Measures of Dispersion

POLS3316, Instructor: Tom Hanna, Fall 2023, University of Houston

2023-09-27

Plan for today

Lecture, Discussion, a little bit of code + A short overview of scalars, vectors, matrices + Some practice computing the measures so far + More on Standard Deviation and Variance + Percentiles, Deciles, Quartiles, Ranges

Data sets for those who needed help (and others)

          - I'll post several to Canvas with topics
          - Pick one and use it

Measures of Dispersion Continued

Yesterday we covered variance in detail and I told you that standard deviation is the square root of variance. Why do we care?

Example

Two companies with the same mean salary - $70,000.
Company A has a variance of 2,500.
Company B has a variance of 250,000.

Example: Assumptions:

In most companies entry level workers with no seniority are paid the least and workers with the most seniority are paid the most.
You have the same chance of getting hired at Company A or Company B
Salaries are normally distributed

As a new college graduate with interviews at both companies on the same, which is more appealing?

The distributions: code

#Simulating data for company A and B from the mean and standard deviation
set.seed(7385)
A <- rnorm(n=10000, mean=70000, sd=50)
B <- rnorm(n=10000, mean=70000, sd=500)

A_mean<-mean(A)
stdA<-sqrt(var(A))
B_mean<-mean(B)
stdB<-sqrt(var(B))

hist(A, density=20, prob=TRUE,
main="Histogram with normal curve", col = "lightblue") 
curve(dnorm(x, mean=A_mean, sd=stdA), col = "blue", add=TRUE)

hist(B, density=20, prob=TRUE, col = "red") 
curve(dnorm(x, mean=B_mean, sd=stdB), col = "red", add=TRUE)

The distributions: code 2

The issue?

The variance vastly overstates the difference
Why? Because in variance the units are squared

The answer

By taking the square root of the variance, we get back to the original unit of measure.
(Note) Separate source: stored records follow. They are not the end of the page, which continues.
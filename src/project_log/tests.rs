// streak-rs: Git Backup Streak Keeper
//
// SPDX-FileCopyrightText: 2026 Romeo Ahmed
// SPDX-License-Identifier: GPL-3.0-or-later

use super::{EntryKind, ProjectLog, format_timestamp};
use crate::config::types::RolloverKey;
use chrono::{Duration, Local, TimeZone};
use std::time::SystemTime;
use tempfile::TempDir;

fn temp_dir() -> TempDir {
    tempfile::tempdir().expect("failed to create temp dir")
}

fn messages(log: &ProjectLog, project: &str) -> Vec<String> {
    log.entries(project)
        .expect("log should be readable")
        .into_iter()
        .map(|e| e.message)
        .collect()
}

#[test]
fn test_first_write_creates_log_and_directory() {
    let temp = temp_dir();
    let log = ProjectLog::new(temp.path().join("backup_logs"), RolloverKey::Modified);

    log.write("dotfiles", "Not a git repository", EntryKind::Error)
        .expect("write should succeed");

    let path = log.path_for("dotfiles");
    assert!(path.ends_with("backup_logs/dotfiles-backup.yaml"));
    let entries = log.entries("dotfiles").expect("readable");
    assert_eq!(entries.len(), 1);
    assert_eq!(entries[0].kind, EntryKind::Error);
    assert_eq!(entries[0].project, "dotfiles");
    assert_eq!(entries[0].message, "Not a git repository");
}

#[test]
fn test_same_day_writes_append_in_order() {
    let temp = temp_dir();
    let log = ProjectLog::new(temp.path(), RolloverKey::Modified);

    for message in ["first", "second", "third"] {
        log.write("site", message, EntryKind::Info).expect("write");
    }

    assert_eq!(messages(&log, "site"), ["first", "second", "third"]);
}

#[test]
fn test_projects_have_separate_logs() {
    let temp = temp_dir();
    let log = ProjectLog::new(temp.path(), RolloverKey::Modified);

    log.write("a", "for a", EntryKind::Info).expect("write");
    log.write("b", "for b", EntryKind::Info).expect("write");

    assert_eq!(messages(&log, "a"), ["for a"]);
    assert_eq!(messages(&log, "b"), ["for b"]);
    assert!(messages(&log, "c").is_empty());
}

#[test]
fn test_document_layout() {
    let temp = temp_dir();
    let log = ProjectLog::new(temp.path(), RolloverKey::Modified);
    let now = Local
        .with_ymd_and_hms(2026, 10, 18, 9, 30, 0)
        .single()
        .expect("valid local time");

    log.write_at("notes", "Git add completed", EntryKind::Info, now)
        .expect("write");

    let text = std::fs::read_to_string(log.path_for("notes")).expect("read back");
    insta::assert_snapshot!(text.trim_end(), @r"
    backup_logs:
    - timestamp: 2026-10-18 09:30:00
      type: INFO
      project: notes
      message: Git add completed
    ");
}

#[test]
fn test_modified_rollover_keeps_only_new_day() {
    let temp = temp_dir();
    let log = ProjectLog::new(temp.path(), RolloverKey::Modified);

    log.write("site", "yesterday's entry", EntryKind::Info).expect("write");

    // Age the file by two days.
    let aged = SystemTime::now() - std::time::Duration::from_secs(2 * 24 * 60 * 60);
    std::fs::File::options()
        .write(true)
        .open(log.path_for("site"))
        .and_then(|f| f.set_modified(aged))
        .expect("failed to age log file");

    log.write("site", "today's entry", EntryKind::Info).expect("write");
    assert_eq!(messages(&log, "site"), ["today's entry"]);
}

#[test]
fn test_modified_rollover_by_clock() {
    let temp = temp_dir();
    let log = ProjectLog::new(temp.path(), RolloverKey::Modified);

    log.write("site", "day one", EntryKind::Info).expect("write");
    log.write_at("site", "day two", EntryKind::Error, Local::now() + Duration::days(1))
        .expect("write");

    let entries = log.entries("site").expect("readable");
    assert_eq!(entries.len(), 1);
    assert_eq!(entries[0].message, "day two");
    assert_eq!(entries[0].kind, EntryKind::Error);
}

#[test]
fn test_last_entry_rollover_ignores_file_time() {
    let temp = temp_dir();
    let log = ProjectLog::new(temp.path(), RolloverKey::LastEntry);
    let yesterday = Local::now() - Duration::days(1);

    // File is written today, but its only entry is from yesterday.
    log.write_at("site", "old", EntryKind::Info, yesterday)
        .expect("write");
    log.write("site", "new", EntryKind::Info).expect("write");

    assert_eq!(messages(&log, "site"), ["new"]);
}

#[test]
fn test_last_entry_rollover_keeps_same_day_even_if_touched() {
    let temp = temp_dir();
    let log = ProjectLog::new(temp.path(), RolloverKey::LastEntry);

    log.write("site", "morning", EntryKind::Info).expect("write");
    let aged = SystemTime::now() - std::time::Duration::from_secs(3 * 24 * 60 * 60);
    std::fs::File::options()
        .write(true)
        .open(log.path_for("site"))
        .and_then(|f| f.set_modified(aged))
        .expect("failed to age log file");
    log.write("site", "evening", EntryKind::Info).expect("write");

    assert_eq!(messages(&log, "site"), ["morning", "evening"]);
}

#[test]
fn test_malformed_log_is_treated_as_empty() {
    let temp = temp_dir();
    let log = ProjectLog::new(temp.path(), RolloverKey::Modified);
    std::fs::write(log.path_for("site"), "backup_logs: [unterminated\n::: nonsense")
        .expect("failed to write garbage");

    assert!(log.entries("site").expect("garbage reads as empty").is_empty());
    log.write("site", "recovered", EntryKind::Info).expect("write");
    assert_eq!(messages(&log, "site"), ["recovered"]);
}

#[test]
fn test_empty_log_file_is_treated_as_empty() {
    let temp = temp_dir();
    let log = ProjectLog::new(temp.path(), RolloverKey::Modified);
    std::fs::write(log.path_for("site"), "").expect("failed to create empty file");

    log.write("site", "first real entry", EntryKind::Info).expect("write");
    assert_eq!(messages(&log, "site"), ["first real entry"]);
}

#[test]
fn test_entry_kind_serialization() {
    assert_eq!(EntryKind::Info.to_string(), "INFO");
    assert_eq!(EntryKind::Error.to_string(), "ERROR");
}

#[test]
fn test_format_timestamp() {
    let time = Local
        .with_ymd_and_hms(2026, 1, 2, 3, 4, 5)
        .single()
        .expect("valid local time");
    assert_eq!(format_timestamp(&time), "2026-01-02 03:04:05");
}

#[test]
fn test_non_utf8_log_is_treated_as_empty() {
    let temp = temp_dir();
    let log = ProjectLog::new(temp.path(), RolloverKey::Modified);
    std::fs::write(log.path_for("site"), [0xff, 0xfe, b'\n', 0x80])
        .expect("failed to write binary garbage");

    assert!(log.entries("site").expect("binary reads as empty").is_empty());
    log.write("site", "recovered", EntryKind::Info).expect("write");
    assert_eq!(messages(&log, "site"), ["recovered"]);
}

#[test]
fn test_non_utf8_log_with_last_entry_rollover() {
    let temp = temp_dir();
    let log = ProjectLog::new(temp.path(), RolloverKey::LastEntry);
    std::fs::write(log.path_for("site"), [0xff, 0xfe, b'\n', 0x80])
        .expect("failed to write binary garbage");

    log.write("site", "recovered", EntryKind::Info).expect("write");
    assert_eq!(messages(&log, "site"), ["recovered"]);
}

#[test]
fn test_stale_unreadable_log_is_replaced() {
    let temp = temp_dir();
    let log = ProjectLog::new(temp.path(), RolloverKey::Modified);
    let path = log.path_for("site");
    std::fs::write(&path, [0xff, 0xfe, b'\n', 0x80]).expect("failed to write binary garbage");

    let aged = SystemTime::now() - std::time::Duration::from_secs(2 * 24 * 60 * 60);
    std::fs::File::options()
        .write(true)
        .open(&path)
        .and_then(|f| f.set_modified(aged))
        .expect("failed to age log file");

    log.write("site", "fresh day", EntryKind::Info).expect("write");
    assert_eq!(messages(&log, "site"), ["fresh day"]);
}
So, in the example:

Company A has a standard deviation of 50.

Company B has a standard deviation of 500.

The answer

One standard deviation from the mean is $69,950 at Company A.

One standard deviation from the mean is $69,500 at Company B.

The answer

Because of some rules we’ll discuss more later, 99.7% of employees are within 3 standard deviations of the mean.

So, 99.7% of Company A employees make between $69,850 and $70,150 a year.

99.7% of Company B employees make between $68,500 and $71,500 a year.

So, you probably better look hard at things besides salary because there isn’t that much difference after all.

Other Measures

Here are a few other measures you should be aware of both for the midterm and final tests and because they are commonly used:

Quartiles: divides data into four chunks
Deciles: divides into 10 chunks
Percentiles: divides into 100 chunks
Interquartile Range: Between the 1st and 3rd quartiles
Minimum
Maximum
Range: Between the minimum and the maximum

Examples: Quartiles without code

Company A


======================================================
0%            25%        50%        75%        100%   
------------------------------------------------------
69,805.630 69,965.440 69,999.740 70,033.350 70,205.860
------------------------------------------------------

median A

[1] 69999.75

Company B


======================================================
0%            25%        50%        75%        100%   
------------------------------------------------------
67,958.840 69,664.430 70,005.900 70,346.460 71,966.900
------------------------------------------------------

median B

[1] 70005.9

Examples: Quartiles with code

library(stargazer) # load stargazer to make the output neater
cat('Company A') #This just prints "Company A"

Company A

stargazer(quantile(A), type = "text") #without stargazer, quantile(A) produce the same results but not as neat


======================================================
0%            25%        50%        75%        100%   
------------------------------------------------------
69,805.630 69,965.440 69,999.740 70,033.350 70,205.860
------------------------------------------------------

cat('median A') #this just prints "median A"

median A

median(A) #this actually prints the median of A

[1] 69999.75

Examples: Quartiles with code (continued)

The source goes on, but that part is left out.